//! Per-frame simulation step
//!
//! Core loop that advances one throw frame by frame. The order of the
//! stages matters: controls act before physics, cinematics read the
//! post-physics position, and landing resolution sees the final slide.

use super::charge::{launch, start_charge, update_charge};
use super::cinematic::{
    decay_effects, effective_time_scale, impact_feedback, update_cinematics, update_precision_bar,
};
use super::events::{FrameHooks, OutcomeEvent};
use super::landing::{
    resolve_rest, resolve_slide_off, update_failure_animation, update_near_miss_pause,
};
use super::physics::{age_trail, ground_contact, integrate_flight, integrate_slide};
use super::precision::{air_controls, slide_controls};
use super::rings::update_rings;
use super::stamina::low_warning_due;
use super::state::{DailyStats, SessionState, ThrowPhase};
use super::tutorial::{start_tutorial, tutorial_trigger, update_tutorial};
use crate::audio::SoundCue;
use crate::consts::*;
use crate::settings::Settings;
use crate::throws::ThrowGrant;

/// Input for a single frame
#[derive(Debug, Clone, Copy, Default, PartialEq)]
pub struct FrameInput {
    /// Raw control level (mouse/touch/space held)
    pub pressed: bool,
    /// Monotonic host timestamp in milliseconds
    pub now_ms: f64,
    /// Forward thrust request (separate control)
    pub thrust: bool,
}

/// Drops decorative cues under reduced effects
struct CueFilter<'a, H: FrameHooks> {
    inner: &'a mut H,
    reduce_fx: bool,
}

impl<H: FrameHooks> FrameHooks for CueFilter<'_, H> {
    fn play(&mut self, cue: SoundCue) {
        if self.reduce_fx && cue.is_ambient() {
            return;
        }
        self.inner.play(cue);
    }

    fn outcome(&mut self, event: OutcomeEvent) {
        self.inner.outcome(event);
    }

    fn haptic(&mut self, pattern: &[u32]) {
        self.inner.haptic(pattern);
    }

    fn schedule_reset(&mut self, delay_ms: u32) {
        self.inner.schedule_reset(delay_ms);
    }

    fn daily_stats(&self) -> DailyStats {
        self.inner.daily_stats()
    }

    fn consume_throw(&mut self) -> ThrowGrant {
        self.inner.consume_throw()
    }
}

/// Advance the session by one frame
pub fn tick(
    state: &mut SessionState,
    input: &FrameInput,
    settings: &Settings,
    hooks: &mut impl FrameHooks,
) {
    if state.paused {
        return;
    }
    let mut hooks = CueFilter {
        inner: hooks,
        reduce_fx: settings.reduce_fx,
    };
    let now = input.now_ms;
    let snapshot = (state.pos, state.vel);

    // Heavy slow-mo: hold raw edges until time speeds up again
    let was_buffering = state.input_buffer.is_buffering();
    state.input_buffer.observe(input.pressed, now);
    let buffered = state
        .input_buffer
        .follow_slow_mo(state.cinematic.slow_mo.get(), input.pressed);
    let level = if was_buffering && state.input_buffer.is_buffering() {
        state.input.last_pressed_state
    } else {
        input.pressed
    };

    let prev_vy = state.vel.y;
    if state.phase.in_motion() {
        state.input.update(level, buffered);
    }

    // Charge and launch
    if state.phase.is_idle() && input.pressed {
        start_charge(state, now, &mut hooks);
    }
    if state.phase.is_charging() {
        if input.pressed {
            update_charge(state, now, settings, &mut hooks);
        } else {
            launch(state, now, settings, &mut hooks);
        }
    }

    let tutorial_multiplier = update_tutorial(state, FRAME_DT);
    let time_scale = effective_time_scale(state, tutorial_multiplier);

    if state.phase.in_motion() && low_warning_due(state, now) {
        hooks.play(SoundCue::StaminaLow);
    }

    let mut precision_applied = false;
    if state.phase.is_flying() {
        precision_applied = air_controls(state, now, input.thrust, settings, &mut hooks);
        integrate_flight(state, time_scale, now);
        update_rings(state, now, settings, &mut hooks);
        touch_down(state, settings, &mut hooks);
    }

    age_trail(&mut state.trail);
    update_failure_animation(state);
    decay_effects(state);
    update_cinematics(state, now, settings, &mut hooks);
    update_precision_bar(state, &mut hooks);

    if state.phase.is_sliding() {
        let friction_multiplier = slide_controls(state, precision_applied, settings, &mut hooks);
        integrate_slide(state, time_scale, friction_multiplier);

        if state.vel.x.abs() < SLIDE_REST_SPEED {
            resolve_rest(state, now, settings, &mut hooks);
        } else if state.pos.x >= CLIFF_EDGE {
            resolve_slide_off(state, now, settings, &mut hooks);
        }
    }

    update_near_miss_pause(state, now, settings);

    if settings.tutorials {
        if let Some(kind) = tutorial_trigger(state, prev_vy) {
            start_tutorial(state, kind, &mut hooks);
        }
    }

    if !state.pos.is_finite() || !state.vel.is_finite() {
        log::warn!(
            "Discarding non-finite motion (pos {:?}, vel {:?})",
            state.pos,
            state.vel
        );
        (state.pos, state.vel) = snapshot;
    }
}

/// Flying → Sliding when the thrower reaches the ground line
fn touch_down(state: &mut SessionState, settings: &Settings, hooks: &mut impl FrameHooks) {
    let ThrowPhase::Flying { launched_ms } = state.phase else {
        return;
    };
    let impact_speed = state.vel.y.abs();
    let Some(impact) = ground_contact(state) else {
        return;
    };

    state.phase = ThrowPhase::Sliding { launched_ms };
    impact_feedback(state, impact_speed, settings.reduce_fx);
    log::info!(
        "Ground contact at {:.2} (impact {:.2}, vx {:.3})",
        state.pos.x,
        impact,
        state.vel.x
    );
    hooks.play(SoundCue::Impact { intensity: impact });
    hooks.play(SoundCue::Slide);
    hooks.outcome(OutcomeEvent::GroundContact { impact });
}
//! Deterministic simulation module
//!
//! All gameplay logic lives here. This module must be pure and deterministic:
//! - One call to `tick` per display frame
//! - Seeded RNG only
//! - No rendering, audio or storage; collaborators are reached through `FrameHooks`

pub mod charge;
pub mod cinematic;
pub mod decay;
pub mod events;
pub mod input;
pub mod landing;
pub mod physics;
pub mod precision;
pub mod rings;
pub mod stamina;
pub mod state;
pub mod tick;
pub mod tutorial;

pub use cinematic::{Cinematic, decimal_places};
pub use decay::Decaying;
pub use events::{FrameHooks, OutcomeEvent, RecordingHooks};
pub use input::{BufferedKind, InputBuffer, PrecisionInput};
pub use landing::{FailureAnimation, NearMiss, NearMissIntensity};
pub use stamina::{ActionResult, edge_multiplier};
pub use state::{
    DailyStats, FailureKind, Progress, SessionState, Stats, ThrowOutcome, ThrowPhase,
};
pub use tick::{FrameInput, tick};
pub use tutorial::TutorialKind;
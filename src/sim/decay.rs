//! Decaying scalar effects
//!
//! Slow-mo, zoom, screen shake and flash all relax exponentially toward a
//! neutral value once per frame. `Decaying` holds that logic in one place.

use serde::{Deserialize, Serialize};

/// Values closer than this to neutral snap to neutral
const SNAP_EPSILON: f64 = 0.001;

/// A scalar that relaxes toward `neutral` by `rate` every frame
#[derive(Debug, Clone, Copy, PartialEq, Serialize, Deserialize)]
pub struct Decaying {
    pub value: f64,
    pub neutral: f64,
    /// Fraction of the offset from neutral kept per frame
    pub rate: f64,
}

impl Decaying {
    pub const fn new(neutral: f64, rate: f64) -> Self {
        Self {
            value: neutral,
            neutral,
            rate,
        }
    }

    /// Relax one frame toward neutral
    pub fn step(&mut self) {
        let offset = (self.value - self.neutral) * self.rate;
        self.value = if offset.abs() < SNAP_EPSILON {
            self.neutral
        } else {
            self.neutral + offset
        };
    }

    /// Overwrite the current value
    pub fn set(&mut self, value: f64) {
        if value.is_finite() {
            self.value = value;
        }
    }

    /// Raise the value to at least `value` (hit-stops, micro-freezes)
    pub fn at_least(&mut self, value: f64) {
        if value.is_finite() && value > self.value {
            self.value = value;
        }
    }

    pub fn get(&self) -> f64 {
        self.value
    }

    pub fn is_neutral(&self) -> bool {
        self.value == self.neutral
    }
}

#[cfg(test)]
mod tests {
    use super::*;

    #[test]
    fn test_decays_toward_neutral() {
        let mut zoom = Decaying::new(1.0, 0.92);
        zoom.set(2.0);
        zoom.step();
        assert!((zoom.get() - 1.92).abs() < 1e-12);

        for _ in 0..200 {
            zoom.step();
        }
        assert!(zoom.is_neutral());
    }

    #[test]
    fn test_at_least_never_lowers() {
        let mut slow_mo = Decaying::new(0.0, 0.95);
        slow_mo.set(0.9);
        slow_mo.at_least(0.5);
        assert_eq!(slow_mo.get(), 0.9);
        slow_mo.at_least(0.95);
        assert_eq!(slow_mo.get(), 0.95);
    }

    #[test]
    fn test_rejects_nan() {
        let mut shake = Decaying::new(0.0, 0.8);
        shake.set(f64::NAN);
        assert_eq!(shake.get(), 0.0);
    }
}
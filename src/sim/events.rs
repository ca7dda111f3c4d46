//! Collaborator interface
//!
//! `tick` reports everything it does through `FrameHooks`. Apart from
//! `consume_throw` (which decides practice mode) the core never looks at
//! what the host does with a notification.

use serde::{Deserialize, Serialize};

use super::landing::NearMissIntensity;
use super::state::{DailyStats, Stats};
use super::tutorial::TutorialKind;
use crate::audio::SoundCue;
use crate::throws::ThrowGrant;

/// Outcome notifications for persistence, achievements and UI
#[derive(Debug, Clone, PartialEq, Serialize, Deserialize)]
pub enum OutcomeEvent {
    /// A throw left the pad
    Launched { grant: ThrowGrant },
    RingCollected { index: u8, ring_multiplier: f64 },
    GroundContact { impact: f64 },
    /// Came to rest before the edge
    Landed {
        distance: f64,
        multiplier: f64,
        score_gained: f64,
        perfect: bool,
    },
    /// Best improved without reaching the target
    NewBest { best: f64 },
    /// Reached the Zeno target
    LevelUp { level: u32, best: f64, target: f64 },
    FellOff {
        last_valid_px: f64,
        near_miss: Option<NearMissIntensity>,
    },
    TotalScore(f64),
    Stats(Stats),
    DailyStats(DailyStats),
    HotStreak { current: u32, best: u32 },
    /// New leaderboard entry, 0-based rank
    LeaderboardRank(usize),
    TutorialShown(TutorialKind),
    /// Throw resolved; check achievement conditions now
    AchievementCheck,
}

/// Callbacks the host provides for one frame
pub trait FrameHooks {
    fn play(&mut self, cue: SoundCue);

    fn outcome(&mut self, event: OutcomeEvent);

    fn haptic(&mut self, _pattern: &[u32]) {}

    /// Ask the host to call `SessionState::reset_throw` after `delay_ms`
    fn schedule_reset(&mut self, delay_ms: u32);

    fn daily_stats(&self) -> DailyStats {
        DailyStats::default()
    }

    /// Pay for a throw at launch
    fn consume_throw(&mut self) -> ThrowGrant;
}

/// Hooks that record everything, for tests and headless runs
#[derive(Debug, Clone)]
pub struct RecordingHooks {
    pub cues: Vec<SoundCue>,
    pub events: Vec<OutcomeEvent>,
    pub haptics: Vec<Vec<u32>>,
    pub resets: Vec<u32>,
    pub daily: DailyStats,
    /// Grant returned by every `consume_throw`
    pub grant: ThrowGrant,
}

impl Default for RecordingHooks {
    fn default() -> Self {
        Self {
            cues: Vec::new(),
            events: Vec::new(),
            haptics: Vec::new(),
            resets: Vec::new(),
            daily: DailyStats::default(),
            grant: ThrowGrant::Free,
        }
    }
}

impl RecordingHooks {
    pub fn practice() -> Self {
        Self {
            grant: ThrowGrant::Practice,
            ..Default::default()
        }
    }

    pub fn played(&self, cue: SoundCue) -> bool {
        self.cues.contains(&cue)
    }

    pub fn count(&self, cue: SoundCue) -> usize {
        self.cues.iter().filter(|c| **c == cue).count()
    }

    /// First recorded event matching `pred`
    pub fn find(&self, pred: impl Fn(&OutcomeEvent) -> bool) -> Option<&OutcomeEvent> {
        self.events.iter().find(|e| pred(e))
    }

    pub fn clear(&mut self) {
        self.cues.clear();
        self.events.clear();
        self.haptics.clear();
        self.resets.clear();
    }
}

impl FrameHooks for RecordingHooks {
    fn play(&mut self, cue: SoundCue) {
        self.cues.push(cue);
    }

    fn outcome(&mut self, event: OutcomeEvent) {
        if let OutcomeEvent::DailyStats(daily) = &event {
            self.daily = *daily;
        }
        self.events.push(event);
    }

    fn haptic(&mut self, pattern: &[u32]) {
        self.haptics.push(pattern.to_vec());
    }

    fn schedule_reset(&mut self, delay_ms: u32) {
        self.resets.push(delay_ms);
    }

    fn daily_stats(&self) -> DailyStats {
        self.daily
    }

    fn consume_throw(&mut self) -> ThrowGrant {
        self.grant
    }
}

--------------------------------------------------

Problem description
Output the listing above word for word, from the opening line through the line that contains "use super::stamina::low_warning_due;", and leave out everything after it.

Answer for this exercise
//! Per-frame simulation step
//!
//! Core loop that advances one throw frame by frame. The order of the
//! stages matters: controls act before physics, cinematics read the
//! post-physics position, and landing resolution sees the final slide.

use super::charge::{launch, start_charge, update_charge};
use super::cinematic::{
    decay_effects, effective_time_scale, impact_feedback, update_cinematics, update_precision_bar,
};
use super::events::{FrameHooks, OutcomeEvent};
use super::landing::{
    resolve_rest, resolve_slide_off, update_failure_animation, update_near_miss_pause,
};
use super::physics::{age_trail, ground_contact, integrate_flight, integrate_slide};
use super::precision::{air_controls, slide_controls};
use super::rings::update_rings;
use super::stamina::low_warning_due;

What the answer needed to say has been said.